◆ WHAT THE TASK ASKS:
Find every line in the records below that contains the word "Saved", and copy each such line.

◆ SOURCE MATERIAL:
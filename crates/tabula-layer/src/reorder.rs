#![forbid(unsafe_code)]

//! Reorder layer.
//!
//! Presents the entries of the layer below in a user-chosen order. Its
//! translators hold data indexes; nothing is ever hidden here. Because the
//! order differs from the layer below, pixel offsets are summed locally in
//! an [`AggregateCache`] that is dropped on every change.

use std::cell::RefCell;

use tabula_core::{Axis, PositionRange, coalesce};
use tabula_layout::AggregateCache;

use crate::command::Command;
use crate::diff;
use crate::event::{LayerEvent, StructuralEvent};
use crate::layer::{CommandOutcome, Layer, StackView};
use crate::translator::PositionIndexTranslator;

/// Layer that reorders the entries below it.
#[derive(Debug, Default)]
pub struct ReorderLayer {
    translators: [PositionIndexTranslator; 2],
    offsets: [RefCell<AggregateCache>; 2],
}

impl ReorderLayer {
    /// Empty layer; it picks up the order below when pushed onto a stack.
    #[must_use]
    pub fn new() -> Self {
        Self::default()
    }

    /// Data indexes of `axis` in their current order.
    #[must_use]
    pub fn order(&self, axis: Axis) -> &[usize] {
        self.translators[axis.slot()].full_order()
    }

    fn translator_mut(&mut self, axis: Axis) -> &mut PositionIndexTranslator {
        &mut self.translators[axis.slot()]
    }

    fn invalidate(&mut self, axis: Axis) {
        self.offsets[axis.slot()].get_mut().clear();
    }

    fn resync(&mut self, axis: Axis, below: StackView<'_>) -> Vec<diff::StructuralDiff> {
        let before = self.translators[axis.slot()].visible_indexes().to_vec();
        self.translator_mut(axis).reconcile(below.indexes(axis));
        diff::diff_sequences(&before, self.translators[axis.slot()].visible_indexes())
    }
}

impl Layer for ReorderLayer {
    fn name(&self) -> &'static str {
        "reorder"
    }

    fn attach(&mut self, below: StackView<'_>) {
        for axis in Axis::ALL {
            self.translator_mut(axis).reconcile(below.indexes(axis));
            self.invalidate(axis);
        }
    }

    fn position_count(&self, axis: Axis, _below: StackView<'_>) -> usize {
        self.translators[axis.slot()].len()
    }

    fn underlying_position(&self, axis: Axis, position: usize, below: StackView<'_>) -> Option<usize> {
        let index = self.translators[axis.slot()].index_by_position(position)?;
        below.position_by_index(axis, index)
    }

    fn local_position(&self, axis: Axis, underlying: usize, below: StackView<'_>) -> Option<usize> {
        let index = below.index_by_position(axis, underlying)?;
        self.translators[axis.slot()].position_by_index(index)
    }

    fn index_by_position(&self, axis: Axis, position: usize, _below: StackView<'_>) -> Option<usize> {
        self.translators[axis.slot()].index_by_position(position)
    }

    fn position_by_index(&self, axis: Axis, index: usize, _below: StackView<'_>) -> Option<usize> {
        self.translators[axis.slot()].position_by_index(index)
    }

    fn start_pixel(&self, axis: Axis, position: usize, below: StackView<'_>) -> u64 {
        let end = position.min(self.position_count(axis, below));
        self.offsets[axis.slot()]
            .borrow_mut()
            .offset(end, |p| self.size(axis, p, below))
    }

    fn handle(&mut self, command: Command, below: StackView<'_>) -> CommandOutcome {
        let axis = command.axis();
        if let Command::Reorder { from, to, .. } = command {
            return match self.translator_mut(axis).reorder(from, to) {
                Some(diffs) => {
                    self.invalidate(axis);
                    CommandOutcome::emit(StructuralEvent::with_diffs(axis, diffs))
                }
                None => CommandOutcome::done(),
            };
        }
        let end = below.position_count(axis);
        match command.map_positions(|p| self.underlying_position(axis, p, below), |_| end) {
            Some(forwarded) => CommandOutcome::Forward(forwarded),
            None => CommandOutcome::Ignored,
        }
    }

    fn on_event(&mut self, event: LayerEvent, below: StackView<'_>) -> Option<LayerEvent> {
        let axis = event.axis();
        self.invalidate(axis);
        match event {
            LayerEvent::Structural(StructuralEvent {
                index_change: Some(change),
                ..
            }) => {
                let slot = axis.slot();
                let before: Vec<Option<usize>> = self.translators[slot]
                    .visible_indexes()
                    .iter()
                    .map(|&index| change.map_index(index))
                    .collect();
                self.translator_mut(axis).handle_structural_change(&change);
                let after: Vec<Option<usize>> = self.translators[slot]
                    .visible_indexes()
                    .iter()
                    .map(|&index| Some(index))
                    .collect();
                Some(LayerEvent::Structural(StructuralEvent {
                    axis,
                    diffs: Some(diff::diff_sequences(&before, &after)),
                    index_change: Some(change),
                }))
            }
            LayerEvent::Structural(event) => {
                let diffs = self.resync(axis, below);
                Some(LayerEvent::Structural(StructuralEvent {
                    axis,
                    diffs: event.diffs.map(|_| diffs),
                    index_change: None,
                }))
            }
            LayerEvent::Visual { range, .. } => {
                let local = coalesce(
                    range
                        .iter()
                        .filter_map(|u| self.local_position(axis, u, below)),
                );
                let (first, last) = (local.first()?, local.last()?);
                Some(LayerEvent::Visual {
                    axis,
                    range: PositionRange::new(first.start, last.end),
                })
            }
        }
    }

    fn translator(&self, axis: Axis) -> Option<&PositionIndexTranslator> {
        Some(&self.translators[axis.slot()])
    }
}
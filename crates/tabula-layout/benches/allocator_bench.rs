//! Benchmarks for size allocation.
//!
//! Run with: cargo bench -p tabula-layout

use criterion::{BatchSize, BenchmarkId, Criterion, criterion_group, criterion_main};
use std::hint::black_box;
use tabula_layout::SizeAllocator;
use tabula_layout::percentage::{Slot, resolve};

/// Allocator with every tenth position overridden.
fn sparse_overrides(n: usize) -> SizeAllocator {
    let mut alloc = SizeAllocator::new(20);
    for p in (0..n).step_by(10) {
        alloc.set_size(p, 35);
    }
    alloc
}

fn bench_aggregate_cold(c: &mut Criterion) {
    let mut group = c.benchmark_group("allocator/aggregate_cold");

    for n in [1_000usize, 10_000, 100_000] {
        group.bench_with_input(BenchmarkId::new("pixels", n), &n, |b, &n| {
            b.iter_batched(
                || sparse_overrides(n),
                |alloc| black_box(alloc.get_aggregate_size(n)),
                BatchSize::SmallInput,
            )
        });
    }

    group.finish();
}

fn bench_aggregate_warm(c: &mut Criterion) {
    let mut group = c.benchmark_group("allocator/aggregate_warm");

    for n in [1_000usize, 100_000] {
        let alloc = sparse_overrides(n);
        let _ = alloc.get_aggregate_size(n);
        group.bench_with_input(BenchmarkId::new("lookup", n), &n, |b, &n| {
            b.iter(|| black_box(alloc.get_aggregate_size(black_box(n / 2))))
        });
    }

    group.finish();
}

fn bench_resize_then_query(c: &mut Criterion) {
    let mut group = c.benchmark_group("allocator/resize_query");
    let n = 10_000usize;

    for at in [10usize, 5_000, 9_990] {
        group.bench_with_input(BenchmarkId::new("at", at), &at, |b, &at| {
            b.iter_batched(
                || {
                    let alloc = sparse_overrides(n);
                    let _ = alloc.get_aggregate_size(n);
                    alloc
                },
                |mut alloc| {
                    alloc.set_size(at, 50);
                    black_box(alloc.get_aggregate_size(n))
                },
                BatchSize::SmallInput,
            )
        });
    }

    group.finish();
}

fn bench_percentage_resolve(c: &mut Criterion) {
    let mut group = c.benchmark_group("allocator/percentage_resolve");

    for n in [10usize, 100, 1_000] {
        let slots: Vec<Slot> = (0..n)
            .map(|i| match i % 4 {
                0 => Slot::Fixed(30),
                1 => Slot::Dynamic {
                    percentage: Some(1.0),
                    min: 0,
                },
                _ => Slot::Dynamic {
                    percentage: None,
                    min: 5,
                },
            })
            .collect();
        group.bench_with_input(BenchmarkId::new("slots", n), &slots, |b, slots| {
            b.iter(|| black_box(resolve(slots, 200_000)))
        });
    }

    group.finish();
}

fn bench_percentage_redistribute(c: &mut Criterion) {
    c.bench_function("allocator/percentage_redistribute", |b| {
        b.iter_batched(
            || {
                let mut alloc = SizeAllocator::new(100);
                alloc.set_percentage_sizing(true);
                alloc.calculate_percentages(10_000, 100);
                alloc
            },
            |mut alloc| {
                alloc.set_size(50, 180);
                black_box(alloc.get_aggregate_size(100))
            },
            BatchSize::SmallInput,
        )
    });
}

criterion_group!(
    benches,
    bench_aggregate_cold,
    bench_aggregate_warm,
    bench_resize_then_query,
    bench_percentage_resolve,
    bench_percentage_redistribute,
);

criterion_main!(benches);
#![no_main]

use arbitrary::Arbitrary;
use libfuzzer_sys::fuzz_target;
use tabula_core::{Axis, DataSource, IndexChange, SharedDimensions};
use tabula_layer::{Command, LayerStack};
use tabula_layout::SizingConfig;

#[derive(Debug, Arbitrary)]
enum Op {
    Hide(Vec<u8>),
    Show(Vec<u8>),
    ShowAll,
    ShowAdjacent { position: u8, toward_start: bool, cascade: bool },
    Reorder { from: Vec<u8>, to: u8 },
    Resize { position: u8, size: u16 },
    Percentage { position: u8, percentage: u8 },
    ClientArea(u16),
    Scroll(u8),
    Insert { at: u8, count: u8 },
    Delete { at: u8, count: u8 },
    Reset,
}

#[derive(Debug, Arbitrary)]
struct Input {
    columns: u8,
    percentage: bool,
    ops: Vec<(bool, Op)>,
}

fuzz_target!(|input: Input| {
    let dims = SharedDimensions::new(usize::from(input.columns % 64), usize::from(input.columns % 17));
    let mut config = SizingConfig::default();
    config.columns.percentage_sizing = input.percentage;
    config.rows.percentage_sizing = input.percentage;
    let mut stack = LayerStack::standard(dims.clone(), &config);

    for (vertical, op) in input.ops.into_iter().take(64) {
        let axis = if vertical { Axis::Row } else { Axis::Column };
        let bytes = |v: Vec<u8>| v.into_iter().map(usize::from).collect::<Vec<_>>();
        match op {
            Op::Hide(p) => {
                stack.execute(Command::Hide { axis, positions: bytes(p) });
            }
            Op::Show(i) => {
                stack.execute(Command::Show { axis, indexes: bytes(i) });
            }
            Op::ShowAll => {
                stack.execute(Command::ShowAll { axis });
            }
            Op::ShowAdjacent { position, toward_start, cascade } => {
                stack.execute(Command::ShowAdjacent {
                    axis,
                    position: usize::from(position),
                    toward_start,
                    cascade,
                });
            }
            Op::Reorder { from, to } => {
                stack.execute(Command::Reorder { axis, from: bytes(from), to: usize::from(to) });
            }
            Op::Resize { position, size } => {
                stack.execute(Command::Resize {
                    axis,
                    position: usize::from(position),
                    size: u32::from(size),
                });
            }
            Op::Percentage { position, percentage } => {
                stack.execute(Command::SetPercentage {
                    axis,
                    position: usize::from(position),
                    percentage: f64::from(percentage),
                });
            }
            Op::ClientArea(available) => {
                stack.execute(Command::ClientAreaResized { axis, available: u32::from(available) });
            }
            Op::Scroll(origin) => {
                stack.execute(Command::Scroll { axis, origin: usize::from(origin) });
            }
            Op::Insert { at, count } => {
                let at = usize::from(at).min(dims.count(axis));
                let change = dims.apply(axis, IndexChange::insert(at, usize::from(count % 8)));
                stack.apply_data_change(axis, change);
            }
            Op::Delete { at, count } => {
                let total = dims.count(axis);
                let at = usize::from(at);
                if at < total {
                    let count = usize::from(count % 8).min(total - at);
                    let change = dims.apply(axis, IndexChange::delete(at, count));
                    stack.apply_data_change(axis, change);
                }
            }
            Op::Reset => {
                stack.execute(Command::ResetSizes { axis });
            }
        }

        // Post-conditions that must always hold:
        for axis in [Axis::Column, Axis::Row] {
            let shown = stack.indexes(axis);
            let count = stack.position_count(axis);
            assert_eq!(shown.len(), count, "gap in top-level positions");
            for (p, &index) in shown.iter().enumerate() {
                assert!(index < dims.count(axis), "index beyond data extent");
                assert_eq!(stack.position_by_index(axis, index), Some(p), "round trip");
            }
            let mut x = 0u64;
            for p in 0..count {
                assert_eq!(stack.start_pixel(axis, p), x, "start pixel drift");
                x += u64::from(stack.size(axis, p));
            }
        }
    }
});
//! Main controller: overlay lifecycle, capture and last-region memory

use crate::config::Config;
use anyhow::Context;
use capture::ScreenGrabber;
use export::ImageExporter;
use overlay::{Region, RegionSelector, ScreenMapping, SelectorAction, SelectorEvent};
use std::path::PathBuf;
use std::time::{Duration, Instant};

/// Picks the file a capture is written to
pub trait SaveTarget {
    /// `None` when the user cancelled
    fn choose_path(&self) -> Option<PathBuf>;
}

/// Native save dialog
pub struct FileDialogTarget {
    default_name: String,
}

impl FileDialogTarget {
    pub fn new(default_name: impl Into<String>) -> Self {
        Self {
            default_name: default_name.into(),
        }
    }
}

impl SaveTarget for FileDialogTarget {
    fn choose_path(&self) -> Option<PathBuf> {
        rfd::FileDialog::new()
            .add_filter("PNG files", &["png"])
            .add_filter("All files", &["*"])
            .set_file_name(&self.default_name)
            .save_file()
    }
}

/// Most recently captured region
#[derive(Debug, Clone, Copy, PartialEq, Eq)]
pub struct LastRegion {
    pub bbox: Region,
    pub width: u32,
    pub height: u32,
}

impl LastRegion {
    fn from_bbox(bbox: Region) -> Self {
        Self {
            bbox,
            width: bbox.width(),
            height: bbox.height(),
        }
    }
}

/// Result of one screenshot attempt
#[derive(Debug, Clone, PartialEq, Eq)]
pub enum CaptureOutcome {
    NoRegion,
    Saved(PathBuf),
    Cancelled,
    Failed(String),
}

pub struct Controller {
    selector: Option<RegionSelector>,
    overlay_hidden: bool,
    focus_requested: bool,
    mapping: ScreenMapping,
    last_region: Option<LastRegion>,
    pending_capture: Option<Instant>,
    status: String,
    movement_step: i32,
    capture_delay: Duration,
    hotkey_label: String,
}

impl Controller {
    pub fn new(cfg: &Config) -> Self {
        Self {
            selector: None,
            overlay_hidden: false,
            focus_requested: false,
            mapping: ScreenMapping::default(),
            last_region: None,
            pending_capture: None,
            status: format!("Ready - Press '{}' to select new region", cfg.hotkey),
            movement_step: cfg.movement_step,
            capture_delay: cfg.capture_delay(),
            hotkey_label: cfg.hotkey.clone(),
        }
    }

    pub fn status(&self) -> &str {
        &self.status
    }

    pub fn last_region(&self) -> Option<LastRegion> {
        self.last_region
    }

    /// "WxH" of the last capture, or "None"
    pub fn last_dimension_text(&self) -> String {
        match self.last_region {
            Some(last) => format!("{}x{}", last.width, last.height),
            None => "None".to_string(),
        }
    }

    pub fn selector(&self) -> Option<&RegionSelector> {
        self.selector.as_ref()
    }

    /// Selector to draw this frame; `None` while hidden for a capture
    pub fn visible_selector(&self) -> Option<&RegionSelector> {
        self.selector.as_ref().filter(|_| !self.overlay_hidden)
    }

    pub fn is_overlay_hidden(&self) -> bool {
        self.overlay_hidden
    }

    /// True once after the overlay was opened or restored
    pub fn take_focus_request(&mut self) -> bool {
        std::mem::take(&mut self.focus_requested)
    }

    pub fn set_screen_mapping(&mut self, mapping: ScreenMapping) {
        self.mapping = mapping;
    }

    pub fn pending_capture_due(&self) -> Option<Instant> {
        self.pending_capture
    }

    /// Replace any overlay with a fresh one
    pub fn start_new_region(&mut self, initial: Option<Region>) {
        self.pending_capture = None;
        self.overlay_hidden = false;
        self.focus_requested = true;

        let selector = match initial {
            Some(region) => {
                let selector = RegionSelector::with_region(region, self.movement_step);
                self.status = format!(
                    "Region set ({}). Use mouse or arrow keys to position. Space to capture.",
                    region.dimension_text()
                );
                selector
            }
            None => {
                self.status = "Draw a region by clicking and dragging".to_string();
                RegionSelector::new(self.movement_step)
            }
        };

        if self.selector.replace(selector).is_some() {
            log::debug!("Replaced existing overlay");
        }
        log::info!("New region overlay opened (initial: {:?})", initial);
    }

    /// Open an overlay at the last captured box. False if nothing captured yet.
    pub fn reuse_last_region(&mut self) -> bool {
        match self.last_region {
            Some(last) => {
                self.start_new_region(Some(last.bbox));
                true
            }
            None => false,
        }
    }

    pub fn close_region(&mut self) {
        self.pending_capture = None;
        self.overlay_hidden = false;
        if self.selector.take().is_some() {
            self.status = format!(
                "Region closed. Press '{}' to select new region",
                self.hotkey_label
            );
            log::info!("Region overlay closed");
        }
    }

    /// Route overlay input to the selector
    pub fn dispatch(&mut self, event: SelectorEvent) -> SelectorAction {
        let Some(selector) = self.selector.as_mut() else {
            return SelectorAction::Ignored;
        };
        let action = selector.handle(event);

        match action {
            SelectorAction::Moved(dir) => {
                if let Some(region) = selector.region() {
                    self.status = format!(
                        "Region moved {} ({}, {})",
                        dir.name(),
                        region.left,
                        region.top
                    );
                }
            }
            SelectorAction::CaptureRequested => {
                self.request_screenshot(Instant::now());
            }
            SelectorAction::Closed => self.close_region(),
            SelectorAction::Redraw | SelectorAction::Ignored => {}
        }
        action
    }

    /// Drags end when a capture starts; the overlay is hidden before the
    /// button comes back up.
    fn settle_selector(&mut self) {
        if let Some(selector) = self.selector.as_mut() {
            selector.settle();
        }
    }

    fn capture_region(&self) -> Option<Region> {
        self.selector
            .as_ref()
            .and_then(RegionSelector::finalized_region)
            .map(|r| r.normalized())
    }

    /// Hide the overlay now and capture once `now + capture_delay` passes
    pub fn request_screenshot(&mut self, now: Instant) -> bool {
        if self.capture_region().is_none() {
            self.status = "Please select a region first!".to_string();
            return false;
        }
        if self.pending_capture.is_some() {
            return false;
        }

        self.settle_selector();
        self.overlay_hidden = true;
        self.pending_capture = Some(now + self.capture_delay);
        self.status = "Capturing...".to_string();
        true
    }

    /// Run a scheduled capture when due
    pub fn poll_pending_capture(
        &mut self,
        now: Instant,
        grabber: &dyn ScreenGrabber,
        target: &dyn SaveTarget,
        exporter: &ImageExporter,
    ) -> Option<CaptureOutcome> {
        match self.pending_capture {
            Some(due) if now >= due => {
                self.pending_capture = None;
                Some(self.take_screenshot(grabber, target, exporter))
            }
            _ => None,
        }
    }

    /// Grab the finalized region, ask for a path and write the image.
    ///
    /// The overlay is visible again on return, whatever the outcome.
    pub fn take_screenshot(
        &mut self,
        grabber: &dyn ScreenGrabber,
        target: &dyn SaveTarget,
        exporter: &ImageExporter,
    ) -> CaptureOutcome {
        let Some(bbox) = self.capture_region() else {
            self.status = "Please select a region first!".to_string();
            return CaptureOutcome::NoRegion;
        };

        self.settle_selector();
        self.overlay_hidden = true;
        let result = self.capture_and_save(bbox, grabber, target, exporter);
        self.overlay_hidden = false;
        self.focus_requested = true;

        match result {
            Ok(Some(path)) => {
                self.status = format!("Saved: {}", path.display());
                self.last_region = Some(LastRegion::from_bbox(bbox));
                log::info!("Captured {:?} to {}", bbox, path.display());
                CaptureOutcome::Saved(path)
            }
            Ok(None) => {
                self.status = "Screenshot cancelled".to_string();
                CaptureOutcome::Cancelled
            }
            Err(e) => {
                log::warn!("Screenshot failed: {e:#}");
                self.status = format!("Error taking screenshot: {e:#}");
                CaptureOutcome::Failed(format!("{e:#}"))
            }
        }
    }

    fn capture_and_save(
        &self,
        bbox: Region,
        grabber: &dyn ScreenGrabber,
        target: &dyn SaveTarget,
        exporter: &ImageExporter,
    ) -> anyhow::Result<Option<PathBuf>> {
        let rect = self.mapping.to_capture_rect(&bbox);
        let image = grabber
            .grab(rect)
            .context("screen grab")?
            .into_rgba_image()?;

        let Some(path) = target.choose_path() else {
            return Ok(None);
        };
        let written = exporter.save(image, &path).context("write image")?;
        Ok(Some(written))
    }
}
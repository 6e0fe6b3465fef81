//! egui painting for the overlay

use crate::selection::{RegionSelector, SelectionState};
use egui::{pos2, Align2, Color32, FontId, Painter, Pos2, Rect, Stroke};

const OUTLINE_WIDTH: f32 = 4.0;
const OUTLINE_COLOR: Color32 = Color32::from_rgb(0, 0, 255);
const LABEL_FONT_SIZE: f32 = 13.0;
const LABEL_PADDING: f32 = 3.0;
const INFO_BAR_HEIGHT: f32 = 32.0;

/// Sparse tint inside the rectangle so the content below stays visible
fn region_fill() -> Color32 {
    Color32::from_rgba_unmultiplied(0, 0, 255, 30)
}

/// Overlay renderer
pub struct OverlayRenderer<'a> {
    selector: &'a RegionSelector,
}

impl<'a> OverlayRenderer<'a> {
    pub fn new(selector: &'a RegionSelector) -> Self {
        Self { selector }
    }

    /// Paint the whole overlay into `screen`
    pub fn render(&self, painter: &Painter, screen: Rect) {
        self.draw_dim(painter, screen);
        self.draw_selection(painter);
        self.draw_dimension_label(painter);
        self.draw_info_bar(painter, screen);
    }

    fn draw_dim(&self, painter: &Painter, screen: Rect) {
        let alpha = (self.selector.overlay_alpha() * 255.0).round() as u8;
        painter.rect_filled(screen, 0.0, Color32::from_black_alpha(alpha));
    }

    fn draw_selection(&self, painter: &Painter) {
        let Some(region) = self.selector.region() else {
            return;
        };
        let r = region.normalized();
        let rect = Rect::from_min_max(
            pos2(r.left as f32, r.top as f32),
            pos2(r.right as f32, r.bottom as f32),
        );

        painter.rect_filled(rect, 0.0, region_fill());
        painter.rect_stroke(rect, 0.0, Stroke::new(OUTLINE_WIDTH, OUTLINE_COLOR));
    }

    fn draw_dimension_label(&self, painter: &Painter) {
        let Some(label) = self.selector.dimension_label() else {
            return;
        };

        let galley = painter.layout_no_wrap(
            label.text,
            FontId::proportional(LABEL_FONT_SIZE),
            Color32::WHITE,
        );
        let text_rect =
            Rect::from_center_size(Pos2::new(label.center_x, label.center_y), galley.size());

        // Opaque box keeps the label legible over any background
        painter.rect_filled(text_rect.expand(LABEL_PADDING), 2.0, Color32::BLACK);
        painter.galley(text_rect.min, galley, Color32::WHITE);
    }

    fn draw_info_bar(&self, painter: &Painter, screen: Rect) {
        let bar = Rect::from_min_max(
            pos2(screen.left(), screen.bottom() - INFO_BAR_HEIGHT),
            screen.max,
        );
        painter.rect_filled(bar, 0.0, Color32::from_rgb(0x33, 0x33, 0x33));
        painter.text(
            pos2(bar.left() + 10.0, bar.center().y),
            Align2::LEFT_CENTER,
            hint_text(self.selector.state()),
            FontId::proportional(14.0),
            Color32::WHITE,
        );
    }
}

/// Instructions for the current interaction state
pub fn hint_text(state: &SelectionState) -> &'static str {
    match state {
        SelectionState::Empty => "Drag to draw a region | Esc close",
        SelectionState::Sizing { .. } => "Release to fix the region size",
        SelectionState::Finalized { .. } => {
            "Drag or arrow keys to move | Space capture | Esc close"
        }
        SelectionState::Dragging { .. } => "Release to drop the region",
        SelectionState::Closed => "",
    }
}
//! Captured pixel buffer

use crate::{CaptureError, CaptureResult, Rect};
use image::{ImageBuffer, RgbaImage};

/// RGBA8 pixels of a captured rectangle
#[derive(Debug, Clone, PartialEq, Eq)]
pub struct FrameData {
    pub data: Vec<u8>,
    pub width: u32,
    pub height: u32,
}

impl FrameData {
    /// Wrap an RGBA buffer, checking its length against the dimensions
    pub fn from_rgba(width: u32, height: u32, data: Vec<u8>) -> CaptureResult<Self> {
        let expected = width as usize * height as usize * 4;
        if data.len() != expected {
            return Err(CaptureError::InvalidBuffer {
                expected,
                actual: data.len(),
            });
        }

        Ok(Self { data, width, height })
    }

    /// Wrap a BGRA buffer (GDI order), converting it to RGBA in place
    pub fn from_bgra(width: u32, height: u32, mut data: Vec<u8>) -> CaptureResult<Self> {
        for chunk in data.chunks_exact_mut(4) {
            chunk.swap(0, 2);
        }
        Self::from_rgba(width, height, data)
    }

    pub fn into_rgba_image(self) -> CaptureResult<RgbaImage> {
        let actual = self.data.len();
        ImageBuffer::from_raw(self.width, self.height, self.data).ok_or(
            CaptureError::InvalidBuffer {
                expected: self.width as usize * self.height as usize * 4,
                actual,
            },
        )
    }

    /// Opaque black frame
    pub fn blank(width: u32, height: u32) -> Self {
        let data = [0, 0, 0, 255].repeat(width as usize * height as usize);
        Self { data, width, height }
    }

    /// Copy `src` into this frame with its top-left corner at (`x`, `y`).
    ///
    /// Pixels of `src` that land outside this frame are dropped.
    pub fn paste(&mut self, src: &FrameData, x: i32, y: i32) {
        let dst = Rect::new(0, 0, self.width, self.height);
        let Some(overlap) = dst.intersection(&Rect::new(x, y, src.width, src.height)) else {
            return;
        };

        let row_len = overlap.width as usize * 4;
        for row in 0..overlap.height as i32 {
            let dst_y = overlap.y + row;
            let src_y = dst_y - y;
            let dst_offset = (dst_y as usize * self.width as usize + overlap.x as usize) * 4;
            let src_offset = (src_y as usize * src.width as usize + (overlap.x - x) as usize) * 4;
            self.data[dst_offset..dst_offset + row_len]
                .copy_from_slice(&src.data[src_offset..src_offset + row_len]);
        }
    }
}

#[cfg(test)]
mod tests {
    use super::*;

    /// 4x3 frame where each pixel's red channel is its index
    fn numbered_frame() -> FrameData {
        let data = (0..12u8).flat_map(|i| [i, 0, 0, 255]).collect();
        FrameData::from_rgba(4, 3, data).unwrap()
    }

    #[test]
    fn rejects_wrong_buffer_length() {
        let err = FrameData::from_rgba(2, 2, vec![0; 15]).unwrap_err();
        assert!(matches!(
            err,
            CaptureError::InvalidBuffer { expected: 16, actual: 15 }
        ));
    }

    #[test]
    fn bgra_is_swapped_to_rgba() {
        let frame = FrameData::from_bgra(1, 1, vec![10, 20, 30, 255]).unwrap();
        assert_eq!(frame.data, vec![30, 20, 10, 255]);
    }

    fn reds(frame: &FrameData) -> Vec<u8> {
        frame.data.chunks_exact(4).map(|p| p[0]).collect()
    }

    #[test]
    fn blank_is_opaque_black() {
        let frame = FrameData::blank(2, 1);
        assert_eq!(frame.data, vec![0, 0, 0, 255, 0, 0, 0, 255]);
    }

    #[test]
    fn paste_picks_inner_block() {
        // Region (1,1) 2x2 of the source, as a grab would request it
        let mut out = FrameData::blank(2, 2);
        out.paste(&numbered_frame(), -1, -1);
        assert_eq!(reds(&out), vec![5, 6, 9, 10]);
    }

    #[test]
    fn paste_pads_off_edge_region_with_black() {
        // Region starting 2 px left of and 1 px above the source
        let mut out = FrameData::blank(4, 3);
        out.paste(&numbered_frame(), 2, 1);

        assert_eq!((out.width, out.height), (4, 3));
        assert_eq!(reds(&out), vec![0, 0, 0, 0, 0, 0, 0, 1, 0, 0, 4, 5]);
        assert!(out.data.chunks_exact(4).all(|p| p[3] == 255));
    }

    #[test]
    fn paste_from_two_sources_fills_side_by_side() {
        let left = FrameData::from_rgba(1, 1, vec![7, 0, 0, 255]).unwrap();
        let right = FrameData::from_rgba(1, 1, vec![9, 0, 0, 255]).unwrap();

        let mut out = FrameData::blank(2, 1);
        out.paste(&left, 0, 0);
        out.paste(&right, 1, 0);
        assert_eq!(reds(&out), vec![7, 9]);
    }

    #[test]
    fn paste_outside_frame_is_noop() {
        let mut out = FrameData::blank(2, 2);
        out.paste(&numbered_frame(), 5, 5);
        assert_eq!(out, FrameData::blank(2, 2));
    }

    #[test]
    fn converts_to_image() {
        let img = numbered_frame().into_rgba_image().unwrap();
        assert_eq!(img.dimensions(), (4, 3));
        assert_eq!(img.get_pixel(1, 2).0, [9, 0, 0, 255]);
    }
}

◆ SOLUTION TO THE EXERCISE:
    Saved(PathBuf),
                self.status = format!("Saved: {}", path.display());
                CaptureOutcome::Saved(path)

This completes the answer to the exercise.